The small brewers and wholesale distributors of Texas went from business frenemies to pals when, about three weeks ago, the Texas Craft Brewers Guild and The Beer Alliance of Texas (TBAT) announced an historic stakeholder agreement.

Southern Heights Brewery brite tanks (Photo by David Brendan Hall)

The proposed new version of the bipartisan bill supports beer-to-go from manufacturing breweries, a nutty scheme that would help to sustain the business-end of an exciting, consumer-driven, local industry to the benefit of both parties. The problem, however, is that TBAT is only one of the trade associations that represents Texas’ Big Distro lobby. Beer-to-go critics and obvious Boss Hogg cosplayers, the Wholesale Beer Distributors of Texas (WBDT), refused to endorse the mid-February arrangement that would allow craft brewers to sell directly to consumers.

Now, sources have disclosed that the WBDT intends to file a separate – and what could be interpreted as retaliatory – bill by the 2019 legislative deadline on Friday, March 8. The new bill would demand craft brewers install a flow meter onto their brite tanks to measure the amount of beer produced against the amount of excise tax a brewery is paying federally. The concern is about protecting tax revenue, and the feds want to make sure a brewery does not evade taxes by serving untaxed beer or miscalculating how much beer they are producing.

If that sounds like a reasonable protocol, it's because the breweries in Texas already do this practice and report it at the federal level through vessels called Tax Determination Tanks. The WBDT, in all its tone deaf glory, appears to believe that brewers yield 100% of the product that comes out of serving tanks when the reality is that there is always loss, be it spillage, lab-testing beer that is later destroyed, or foam that is poured out before serving. The federal government knows this. Heck, the WBDT probably knows this. But according to Josh Hare, Board Chairman of the Texas Craft Brewers Guild and founder of Hops & Grain Brewery suggests that this piece of legislation proposed by WBDT is just a distraction from the productive reforms in craft beer that the wholesaler group opposes.

“We’re required by law to have gauge glasses or a meter on the bright tank so that we can see what volume is in the tank,” Hare states. “Our bright tanks are measured and accurate records are kept based on that information to report to compliance. On the state level, they assume that if the federal government came in here and gave us our approval, then we are legit. And as a producer, knowing how much beer you yield with regards to ingredients and all that is one of the most important metrics of any brewery.”

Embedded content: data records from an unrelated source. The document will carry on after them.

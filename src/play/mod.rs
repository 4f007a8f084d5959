//! Loop-aware streaming playback support.
//!
//! The controller in [`controller`] sits between a decoded PCM source and a
//! generic chunk-pulling player (an audio device callback, typically). It
//! never decodes compressed audio itself; the source collaborator does that.

pub mod controller;

pub use controller::{
    samples_to_micros, time_to_samples, Chunk, ChunkOutcome, LoopSpan, LoopStream,
    MissingTagPolicy,
};

/// A decoded PCM stream, as supplied by an external decoder.
///
/// Sample positions are in interleaved sample units (one `i16` per channel
/// per frame). `read` fills as much of the buffer as it can and reports how
/// many samples it produced; zero means the true end of the stream. `seek`
/// repositions decoding to an absolute sample offset.
pub trait PcmSource: Send {
    /// Number of interleaved channels.
    fn channel_count(&self) -> u32;

    /// Sample rate in Hz.
    fn sample_rate(&self) -> u32;

    /// Total interleaved sample count of the stream.
    fn sample_count(&self) -> u64;

    /// Decode up to `buf.len()` samples into `buf`, returning the count
    /// actually produced.
    fn read(&mut self, buf: &mut [i16]) -> usize;

    /// Reposition decoding to the given absolute sample offset.
    fn seek(&mut self, sample_offset: u64);
}
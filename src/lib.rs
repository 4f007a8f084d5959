//! Loop-point aware background-music streaming.
//!
//! This crate does two things: it locates a vendor-specific loop-point
//! directive (`OHMSSP*` comment keys) in the metadata of an Ogg Vorbis or
//! FLAC container, and it drives sample-accurate, gapless looped playback
//! over a decoded PCM stream using that window. Decoding compressed audio
//! and talking to an output device are left to external collaborators; see
//! [`play::PcmSource`].

pub mod error;
pub mod play;
pub mod stream;
pub mod tag;

pub use error::{LoopTagError, TagResult};
pub use play::{Chunk, ChunkOutcome, LoopSpan, LoopStream, MissingTagPolicy, PcmSource};
pub use tag::{read_loop_points, LoopPoints};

According to the U.S. Government Electronic Code of Federal Regulations website, “The brewer may provide [...] a suitable portable device for measuring contents of tanks or containers in lieu of providing each tank or container with a measuring device.” According to Hare, installation of flow meters to each tank could cost up to $7,000 per device. For smaller breweries like Pinthouse Pizza that has more than two dozen tanks spread over three different sites, or a small but imaginative program brewing like Cedar Park’s Red Horn Brewing that has tanks in the double digits, the cost of installation could be prohibitive not only financially, but for consumer accessibility as well. “All this would do is encourage every new brewery in town to just sell everything they brew onsite to maximize profit margins,” says Hare.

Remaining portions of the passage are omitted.